Un vino di grande finezza
al naso, privo di sporcature di sorta, con un sorso teso, dritto come
i quasi 300m della cantina di affinamento, di rara dinamica nel farsi
strada tra la fitta trama tannica. Un sorso profondo, lungo quanto
basta per far apprezzare un vino che ha nella sua forza non tanto la
possente struttura bensì lo slancio e l’agilità di beva unite alla
sua capacità di non risultare esile nonostante le sue grandi doti di
finezza e di freschezza.
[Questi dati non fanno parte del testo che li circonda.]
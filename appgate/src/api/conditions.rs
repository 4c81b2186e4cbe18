use serde::{Deserialize, Serialize};
use serde_json::{Map, Value};

use super::client::Client;
use super::collection::Collection;
use super::common::AppgateApiResource;
use super::shape::{FieldGate, WireShape};
use super::version::ApiRevision::V17;

#[derive(Debug, Clone, Default, Serialize, Deserialize)]
#[serde(rename_all = "camelCase")]
pub struct Condition {
    #[serde(default)]
    pub id: String,
    pub name: String,
    #[serde(default, skip_serializing_if = "Option::is_none")]
    pub notes: Option<String>,
    #[serde(default)]
    pub tags: Vec<String>,
    #[serde(default)]
    pub expression: String,
    #[serde(default)]
    pub repeat_schedules: Vec<String>,
    #[serde(default, skip_serializing_if = "Option::is_none")]
    pub remedy_logic: Option<String>,
    #[serde(default)]
    pub remedy_methods: Vec<RemedyMethod>,
    #[serde(flatten)]
    pub extra: Map<String, Value>,
}

#[derive(Debug, Clone, Default, PartialEq, Serialize, Deserialize)]
#[serde(rename_all = "camelCase")]
pub struct RemedyMethod {
    #[serde(rename = "type")]
    pub kind: String,
    #[serde(default)]
    pub message: String,
    #[serde(default, skip_serializing_if = "Option::is_none")]
    pub claim_suffix: Option<String>,
    #[serde(default, skip_serializing_if = "Option::is_none")]
    pub provider_id: Option<String>,
}

impl AppgateApiResource for Condition {
    fn api_path() -> &'static str {
        "/conditions"
    }

    fn id(&self) -> &str {
        &self.id
    }

    fn set_id(&mut self, id: String) {
        self.id = id;
    }

    fn name(&self) -> &str {
        &self.name
    }
}

pub static CONDITION_SHAPE: WireShape = WireShape {
    gates: &[FieldGate::since("remedyLogic", "remedy_logic", V17)],
};

impl Client {
    pub fn conditions(&self) -> Collection<'_, Condition> {
        Collection::new(self, &CONDITION_SHAPE)
    }
}
impl Schema {
    /// Checks required attributes, block cardinality and validators
    pub fn validate_config(&self, config: &DynamicValue) -> Vec<Diagnostic> {
        let mut diags = Vec::new();
        if config.is_null() || config.is_unknown() {
            return diags;
        }
        self.block
            .validate(&config.value, &AttributePath::root(), &mut diags);
        diags
    }

    /// Fills absent optional attributes with their defaults, recursing into
    /// nested blocks. Values already present are left alone.
    pub fn apply_defaults(&self, value: &mut DynamicValue) {
        self.block
            .apply_defaults(&mut value.value, &AttributePath::root());
    }

    /// Dotted paths of every sensitive attribute, e.g. `portal.https_p12.content`
    pub fn sensitive_paths(&self) -> Vec<String> {
        fn walk(block: &Block, prefix: &str, out: &mut Vec<String>) {
            for attr in block.attributes.iter().filter(|a| a.sensitive) {
                out.push(format!("{}{}", prefix, attr.name));
            }
            for nested in &block.block_types {
                walk(
                    &nested.block,
                    &format!("{}{}.", prefix, nested.type_name),
                    out,
                );
            }
        }

        let mut out = Vec::new();
        walk(&self.block, "", &mut out);
        out
    }
}

#[cfg(test)]
mod tests {
    use super::*;
    use crate::defaults::StaticDefault;
    use crate::validators::StringOneOf;

    fn site_like_schema() -> Schema {
        SchemaBuilder::new()
            .attribute(
                AttributeBuilder::new("id", AttributeType::String)
                    .computed()
                    .build(),
            )
            .attribute(
                AttributeBuilder::new("name", AttributeType::String)
                    .required()
                    .build(),
            )
            .block(
                NestedBlockBuilder::new("client_interface", NestingMode::Single)
                    .required()
                    .attribute(
                        AttributeBuilder::new("https_port", AttributeType::Number)
                            .optional()
                            .default(StaticDefault::number(443.0))
                            .build(),
                    )
                    .attribute(
                        AttributeBuilder::new("override_spa_mode", AttributeType::String)
                            .optional()
                            .validator(StringOneOf::create(&["Disabled", "TCP", "UDP-TCP"]))
                            .build(),
                    )
                    .build(),
            )
            .build()
    }

    #[test]
    fn attribute_builder_creates_required_string() {
        let attr = AttributeBuilder::new("name", AttributeType::String)
            .description("The name of the resource")
            .required()
            .build();

        assert_eq!(attr.name, "name");
        assert!(matches!(attr.r#type, AttributeType::String));
        assert!(attr.required);
        assert!(!attr.optional);
        assert_eq!(attr.description, "The name of the resource");
    }

    #[test]
    fn cloned_attributes_keep_validators() {
        let attr = AttributeBuilder::new("mode", AttributeType::String)
            .validator(StringOneOf::create(&["a"]))
            .build();
        assert_eq!(attr.clone().validators.len(), 1);
    }

    #[test]
    fn missing_required_attribute_and_block_are_reported() {
        let schema = site_like_schema();
        let config = DynamicValue::object();

        let diags = schema.validate_config(&config);
        assert_eq!(diags.len(), 2);
        assert!(diags.iter().any(|d| d.summary == "Missing required argument"
            && d.attribute == Some(AttributePath::new("name"))));
        assert!(diags.iter().any(|d| d.summary == "Missing required block"));
    }

    #[test]
    fn validators_run_inside_nested_blocks() {
        let schema = site_like_schema();
        let mut config = DynamicValue::object();
        config
            .set_string(&AttributePath::new("name"), "gw".to_string())
            .unwrap();
        config
            .set_string(
                &AttributePath::new("client_interface").attribute("override_spa_mode"),
                "UDP".to_string(),
            )
            .unwrap();

        let diags = schema.validate_config(&config);
        assert_eq!(diags.len(), 1);
        assert_eq!(
            diags[0].attribute,
            Some(AttributePath::new("client_interface").attribute("override_spa_mode"))
        );
    }

    #[test]
    fn defaults_fill_nested_blocks() {
        let schema = site_like_schema();
        let mut config = DynamicValue::object();
        config
            .set_map(&AttributePath::new("client_interface"), HashMap::new())
            .unwrap();

        schema.apply_defaults(&mut config);

        assert_eq!(
            config
                .get_number(&AttributePath::new("client_interface").attribute("https_port"))
                .unwrap(),
            443.0
        );
    }

    #[test]
    fn sensitive_paths_walk_blocks() {
        let schema = SchemaBuilder::new()
            .block(
                NestedBlockBuilder::single_list("portal")
                    .block(
                        NestedBlockBuilder::single_list("https_p12")
                            .attribute(
                                AttributeBuilder::new("content", AttributeType::String)
                                    .sensitive()
                                    .build(),
                            )
                            .build(),
                    )
                    .build(),
            )
            .build();

        assert_eq!(schema.sensitive_paths(), vec!["portal.https_p12.content"]);
    }
}
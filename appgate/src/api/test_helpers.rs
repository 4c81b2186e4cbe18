//! Test helpers for the Appgate SDP API

use mockito::{Mock, ServerGuard};
use secrecy::SecretString;
use std::time::Duration;

use super::client::{Client, ClientConfig};
use super::error::ApiError;
use super::session::Credentials;
use super::version::ApiRevision;

pub fn login_body(version: Option<&str>) -> String {
    match version {
        Some(v) => format!(
            r#"{{"token":"test-token","expires":"2099-01-01T00:00:00Z","user":{{"name":"admin"}},"version":"{}"}}"#,
            v
        ),
        None => r#"{"token":"test-token","expires":"2099-01-01T00:00:00Z","user":{"name":"admin"}}"#
            .to_string(),
    }
}

/// Accepts any login made at `revision`
pub async fn mock_login(server: &mut ServerGuard, revision: ApiRevision, version: Option<&str>) -> Mock {
    server
        .mock("POST", "/admin/login")
        .match_header("accept", revision.media_type().as_str())
        .with_status(200)
        .with_header("content-type", "application/json")
        .with_body(login_body(version))
        .create_async()
        .await
}

pub fn test_config(server: &ServerGuard, preferred: ApiRevision) -> ClientConfig {
    ClientConfig {
        url: format!("{}/admin", server.url()),
        credentials: Credentials {
            username: "admin".to_string(),
            password: SecretString::from("admin".to_string()),
            provider_name: "local".to_string(),
            device_id: "1a2b3c4d-0000-4000-8000-000000000000".to_string(),
        },
        insecure: true,
        timeout: Duration::from_secs(5),
        preferred_revision: preferred,
    }
}

pub async fn connect(server: &ServerGuard, preferred: ApiRevision) -> Result<Client, ApiError> {
    Client::connect(test_config(server, preferred)).await
}
/// Copies sensitive values from `prior` into `current` wherever the peer
/// returned nothing for them. List elements are paired by position, set
/// elements by their non-sensitive scalar attributes.
pub fn preserve_sensitive(block: &Block, prior: &Dynamic, current: &mut Dynamic) {
    let (Dynamic::Map(prior), Dynamic::Map(current)) = (prior, current) else {
        return;
    };

    for attr in block.attributes.iter().filter(|a| a.sensitive) {
        let missing = current.get(&attr.name).map_or(true, |v| !v.is_present());
        if !missing {
            continue;
        }
        if let Some(value) = prior.get(&attr.name).filter(|v| v.is_present()) {
            current.insert(attr.name.clone(), value.clone());
        }
    }

    for nested in &block.block_types {
        let (Some(before), Some(after)) = (prior.get(&nested.type_name), current.get_mut(&nested.type_name)) else {
            continue;
        };
        match (nested.nesting, before, after) {
            (NestingMode::Single, before, after) => {
                preserve_sensitive(&nested.block, before, after)
            }
            (NestingMode::Set, Dynamic::List(before), Dynamic::List(after)) => {
                let keys = identity_keys(&nested.block);
                let mut unpaired: Vec<&Dynamic> = before.iter().collect();
                for a in after.iter_mut() {
                    if let Some(at) = unpaired.iter().position(|b| same_element(b, a, &keys)) {
                        let b = unpaired.remove(at);
                        preserve_sensitive(&nested.block, b, a);
                    }
                }
            }
            (_, Dynamic::List(before), Dynamic::List(after)) => {
                for (b, a) in before.iter().zip(after.iter_mut()) {
                    preserve_sensitive(&nested.block, b, a);
                }
            }
            _ => {}
        }
    }
}

fn identity_keys(block: &Block) -> Vec<&str> {
    block
        .attributes
        .iter()
        .filter(|a| !a.sensitive)
        .filter(|a| {
            matches!(
                a.r#type,
                AttributeType::String | AttributeType::Number | AttributeType::Bool
            )
        })
        .map(|a| a.name.as_str())
        .collect()
}

/// Elements agree on every key both of them carry; computed keys that only
/// the peer filled in do not count against a match.
fn same_element(prior: &Dynamic, current: &Dynamic, keys: &[&str]) -> bool {
    let (Some(prior), Some(current)) = (prior.as_map(), current.as_map()) else {
        return false;
    };
    keys.iter().all(|key| {
        match (
            prior.get(*key).filter(|v| v.is_present()),
            current.get(*key).filter(|v| v.is_present()),
        ) {
            (Some(left), Some(right)) => render(left) == render(right),
            _ => true,
        }
    })
}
Non manca la firma in “calce” del terroir, che in questo caso assume duplice significato, dato che ad apporla a fine sorso è proprio il carbonato di calce presente nella composizione del galestro unitamente alle restanti componenti minerali ad arricchire questo vino di sapidità e complessità. Un vino che durerà nel tempo, sorretto dal suo scheletro e dalla suo nerbo acido.
E’ il Chianti Classico
Riserva 2014 il vino che di più mette in risalto la grandezza di
un’azienda che non teme né i numeri né le annate difficili e che sa
mettersi in gioco tanto in vigna quanto in cantina, con estrema
consapevolezza e profondo rispetto regalando ancora oggi inattese
sorprese e emozionanti pergamene liquide in cui è raccontato un
passato che non teme il futuro.
chianti classico riserva 2014 monsanto
E con questo vino, oltre alla grandezza di questa cantina, si conferma quanto sia sciocco e inopportuno giudicare le annate prematuramente, tanto che la 2014 – ad oggi – si conferma, per quanto difficile e con cali importanti di produzione in quasi tutta la penisola – una buona annata per i bianchi e un’annata da apprezzare per la sua contemporaneità in termini di slancio e di finezza in molte interpretazioni in rosso, specie se parliamo di Sangiovese.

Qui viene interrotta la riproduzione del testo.